9. ADA Escrow. A new Section 16.20 shall be added to the Purchase and Sale Agreement, which shall state as follows:
16.20 ADA Compliance.
(a) At Closing, Seller shall deposit into escrow with Escrow Agent an amount equal to $107,750.00, but subject to adjustment pursuant to subsection (b) below (the "Escrowed ADA Funds") to cure certain Americans with Disabilities Act ("ADA") deficiencies which are highlighted blue on the spreadsheet attached hereto as Schedule 16.20.1 (the “Post-Closing ADA Compliance Actions”). On or prior to the Phase I Closing Date, Seller and Buyer shall enter into an escrow agreement with Escrow Agent (the "ADA Escrow Agreement") whereby Buyer shall have the right to draw upon the Escrowed ADA Funds to pay costs and expenses associated with the Post-Closing ADA Compliance Actions. If the Escrowed Funds are not sufficient to perform all of the Post-Closing ADA Compliance Actions, any additional cost shall be borne entirely by Buyer. The ADA Escrow Agreement shall provide that it will expire no later than three (3) years after the Phase I Closing Date, after which any remaining Escrowed ADA Funds shall be returned to Seller.
(b) To the extent any of the Post-Closing ADA Compliance Actions are completed by Seller (to the reasonable satisfaction of Buyer) prior to the Phase I Closing Date, then the Escrowed ADA Funds shall be reduced by an amount proportional to the Post-Closing ADA Compliance Actions so completed by Seller and in accordance with the cost schedule set out in Schedule 16.20.2 attached hereto.
(c) Prior to the Phase I Closing Date, Seller shall perform those installations and repairs necessary to cure certain other ADA deficiencies which are highlighted yellow on the spreadsheet attached hereto as Schedule 16.20.1 (the "Pre-Closing ADA Compliance Actions"). Failure to complete the Pre-Closing ADA Compliance Actions shall constitute the failure of a condition precedent to Buyer's obligation to consummate the transaction pursuant to Section 3.02 of this Agreement.

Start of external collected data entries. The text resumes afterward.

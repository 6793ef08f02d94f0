//! Priority admission queue with per-requester fairness and a hard limit.
//!
//! Admission is two-phase so that a rejected submission never reaches
//! storage: [`AdmissionQueue::reserve`] applies the hard limit and the hog
//! rule and holds a slot, then [`Reservation::enqueue`] places the stored
//! submission in the queue. Dropping a [`Reservation`] releases its slot.
//!
//! Depth counts queued, reserved and running submissions. Dequeue order is
//! lowest priority value first, then earliest admission.

use std::cmp::Ordering;
use std::collections::{BinaryHeap, HashMap};
use std::sync::{Arc, Mutex, MutexGuard, PoisonError};

use serde::Serialize;
use tokio::sync::Notify;

use analytics_core::error::CoreError;
use analytics_core::scheduling::{QueueConfig, Requester};
use analytics_core::types::SubmissionId;

// ---------------------------------------------------------------------------
// Public types
// ---------------------------------------------------------------------------

/// A submission waiting for (or handed to) a worker.
#[derive(Debug, Clone, PartialEq, Eq)]
pub struct QueuedSubmission {
    pub submission_id: SubmissionId,
    pub requester: String,
    pub priority: i32,
}

/// How a submission was admitted.
#[derive(Debug, Clone, Copy, PartialEq, Eq, Serialize)]
pub struct Admission {
    pub priority: i32,
    /// Whether the hog rule pushed it into the lowest tier.
    pub demoted: bool,
}

/// Point-in-time view of the queue.
#[derive(Debug, Clone, Copy, PartialEq, Eq, Serialize)]
pub struct QueueStatus {
    pub queued: usize,
    pub running: usize,
    pub hard_limit: usize,
    pub hog_threshold: usize,
}

// ---------------------------------------------------------------------------
// Internal state
// ---------------------------------------------------------------------------

struct Entry {
    priority: i32,
    seq: u64,
    item: QueuedSubmission,
}

// `BinaryHeap` is a max-heap; invert so the lowest (priority, seq) pops first.
impl Ord for Entry {
    fn cmp(&self, other: &Self) -> Ordering {
        (other.priority, other.seq).cmp(&(self.priority, self.seq))
    }
}

impl PartialOrd for Entry {
    fn partial_cmp(&self, other: &Self) -> Option<Ordering> {
        Some(self.cmp(other))
    }
}

impl PartialEq for Entry {
    fn eq(&self, other: &Self) -> bool {
        self.priority == other.priority && self.seq == other.seq
    }
}

impl Eq for Entry {}

#[derive(Default)]
struct State {
    heap: BinaryHeap<Entry>,
    /// Queued plus reserved submissions per requester.
    waiting_by_requester: HashMap<String, usize>,
    reserved: usize,
    running: usize,
    next_seq: u64,
    closed: bool,
}

impl State {
    fn depth(&self) -> usize {
        self.heap.len() + self.reserved + self.running
    }

    fn release_waiting(&mut self, requester: &str) {
        if let Some(count) = self.waiting_by_requester.get_mut(requester) {
            *count -= 1;
            if *count == 0 {
                self.waiting_by_requester.remove(requester);
            }
        }
    }

    fn push(&mut self, item: QueuedSubmission) {
        let seq = self.next_seq;
        self.next_seq += 1;
        self.heap.push(Entry {
            priority: item.priority,
            seq,
            item,
        });
    }
}

struct Inner {
    config: QueueConfig,
    state: Mutex<State>,
    notify: Notify,
}

impl Inner {
    fn lock(&self) -> MutexGuard<'_, State> {
        self.state.lock().unwrap_or_else(PoisonError::into_inner)
    }
}

// ---------------------------------------------------------------------------
// AdmissionQueue
// ---------------------------------------------------------------------------

/// Cheaply cloneable handle to a shared admission queue.
#[derive(Clone)]
pub struct AdmissionQueue {
    inner: Arc<Inner>,
}

impl AdmissionQueue {
    pub fn new(config: QueueConfig) -> Self {
        Self {
            inner: Arc::new(Inner {
                config,
                state: Mutex::new(State::default()),
                notify: Notify::new(),
            }),
        }
    }

    pub fn config(&self) -> &QueueConfig {
        &self.inner.config
    }

    /// Hold a slot for `requester`, or reject with [`CoreError::QueueFull`].
    ///
    /// The hard limit is checked before the hog rule, so a full queue rejects
    /// even a requester who would otherwise only be demoted.
    pub fn reserve(&self, requester: &Requester) -> Result<Reservation, CoreError> {
        let config = &self.inner.config;
        let mut state = self.inner.lock();

        if state.closed {
            return Err(CoreError::Internal(
                "Admission queue is closed to new submissions".into(),
            ));
        }

        let depth = state.depth();
        if depth + 1 > config.hard_limit {
            return Err(CoreError::QueueFull {
                depth,
                limit: config.hard_limit,
            });
        }

        let waiting = state
            .waiting_by_requester
            .get(&requester.id)
            .copied()
            .unwrap_or(0);
        let demoted = waiting > config.hog_threshold;
        let priority = if demoted {
            config.lowest_priority
        } else {
            config.priority_for(requester.class)
        };

        state.reserved += 1;
        *state
            .waiting_by_requester
            .entry(requester.id.clone())
            .or_default() += 1;

        Ok(Reservation {
            queue: self.clone(),
            requester: requester.id.clone(),
            admission: Admission { priority, demoted },
            armed: true,
        })
    }

    /// Reserve and enqueue in one step.
    pub fn enqueue(
        &self,
        submission_id: SubmissionId,
        requester: &Requester,
    ) -> Result<Admission, CoreError> {
        Ok(self.reserve(requester)?.enqueue(submission_id))
    }

    /// Put back a submission that was admitted by a previous process.
    ///
    /// Skips the hard limit and the hog rule; the submission already passed
    /// both when it was first admitted.
    pub fn readmit(&self, submission_id: SubmissionId, requester: &str, priority: i32) {
        let mut state = self.inner.lock();
        *state
            .waiting_by_requester
            .entry(requester.to_string())
            .or_default() += 1;
        state.push(QueuedSubmission {
            submission_id,
            requester: requester.to_string(),
            priority,
        });
        drop(state);
        self.inner.notify.notify_one();
    }

    /// Wait for the next submission.
    ///
    /// Returns `None` once the queue is closed and empty. The returned
    /// [`RunningSlot`] counts toward depth until dropped.
    pub async fn dequeue(&self) -> Option<(QueuedSubmission, RunningSlot)> {
        loop {
            let notified = self.inner.notify.notified();
            tokio::pin!(notified);
            notified.as_mut().enable();

            {
                let mut state = self.inner.lock();
                if let Some(entry) = state.heap.pop() {
                    state.release_waiting(&entry.item.requester);
                    state.running += 1;
                    return Some((
                        entry.item,
                        RunningSlot {
                            queue: self.clone(),
                        },
                    ));
                }
                if state.closed {
                    return None;
                }
            }

            notified.await;
        }
    }

    /// Stop admitting. Already-queued submissions still dequeue.
    pub fn close(&self) {
        self.inner.lock().closed = true;
        self.inner.notify.notify_waiters();
    }

    pub fn is_closed(&self) -> bool {
        self.inner.lock().closed
    }

    pub fn status(&self) -> QueueStatus {
        let state = self.inner.lock();
        QueueStatus {
            queued: state.heap.len(),
            running: state.running,
            hard_limit: self.inner.config.hard_limit,
            hog_threshold: self.inner.config.hog_threshold,
        }
    }
}

// ---------------------------------------------------------------------------
// Guards
// ---------------------------------------------------------------------------

/// A held admission slot. Releases the slot on drop unless enqueued.
pub struct Reservation {
    queue: AdmissionQueue,
    requester: String,
    admission: Admission,
    armed: bool,
}

impl Reservation {
    pub fn admission(&self) -> Admission {
        self.admission
    }

    /// Place the stored submission in the queue under this reservation.
    pub fn enqueue(mut self, submission_id: SubmissionId) -> Admission {
        self.armed = false;
        let mut state = self.queue.inner.lock();
        state.reserved -= 1;
        state.push(QueuedSubmission {
            submission_id,
            requester: std::mem::take(&mut self.requester),
            priority: self.admission.priority,
        });
        drop(state);
        self.queue.inner.notify.notify_one();
        self.admission
    }
}

impl Drop for Reservation {
    fn drop(&mut self) {
        if self.armed {
            let mut state = self.queue.inner.lock();
            state.reserved -= 1;
            state.release_waiting(&self.requester);
        }
    }
}

/// Marks a dequeued submission as running until dropped.
pub struct RunningSlot {
    queue: AdmissionQueue,
}

impl Drop for RunningSlot {
    fn drop(&mut self) {
        let mut state = self.queue.inner.lock();
        state.running -= 1;
    }
}

// ---------------------------------------------------------------------------
// Tests
// ---------------------------------------------------------------------------
use axum::routing::get;
use axum::Router;

use crate::handlers::jobs;
use crate::state::AppState;

/// Routes mounted at `/jobs`.
///
/// ```text
/// GET    /                -> list_jobs
/// GET    /{name}          -> get_job
/// ```
pub fn router() -> Router<AppState> {
    Router::new()
        .route("/", get(jobs::list_jobs))
        .route("/{name}", get(jobs::get_job))
}
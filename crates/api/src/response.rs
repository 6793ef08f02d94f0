//! Shared response envelope types for API handlers.
//!
//! All API responses use a `{ "data": ... }` envelope. Use [`DataResponse`]
//! instead of ad-hoc `serde_json::json!({ "data": ... })`.

use serde::Serialize;

/// Standard `{ "data": T }` response envelope.
///
/// # Example
///
/// ```ignore
/// Ok(Json(DataResponse { data: items }))
/// ```
#[derive(Debug, Serialize)]
pub struct DataResponse<T: Serialize> {
    pub data: T,
}

/// A page of items with the total count across all pages.
#[derive(Debug, Serialize)]
pub struct Page<T: Serialize> {
    pub items: Vec<T>,
    pub total: i64,
    pub limit: i64,
    pub offset: i64,
}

10. Intentionally Deleted.
11. Allocated Purchase Price. Schedule A to the Purchase and Sale Agreement shall be amended to reflect the new Purchase Price by deleting "$3,400,000.00" as the Allocated Purchase Price for Phase II and replacing it with "$2,870,000.00", so that the Allocated Purchase Price for Phase II shall be $2,870,000.00. Schedule A to the Purchase and Sale Agreement shall also be amended by removing the column labeled "Allocated Portion of the Extension Deposit."
12. Entirety and Amendments. The Purchase and Sale Agreement, as amended hereby, embodies the entire agreement between the parties and supersedes all prior agreements and understandings relating to the Property. There are no oral agreements or understandings between the parties that are not expressly set forth in the Purchase and Sale Agreement, as amended hereby.
13. Continued Effect. Except as amended hereby, the Purchase and Sale Agreement shall remain in full force and effect in accordance with its original terms and conditions.
14. Counterpart and Facsimile Execution. This Amendment may be executed in a number of identical counterparts, and an electronic or facsimile transmission shall be binding on the party or parties whose signatures appear thereon. If so executed, each of such counterparts is to be deemed an original for all purposes, and all such counterparts shall, collectively, constitute one agreement.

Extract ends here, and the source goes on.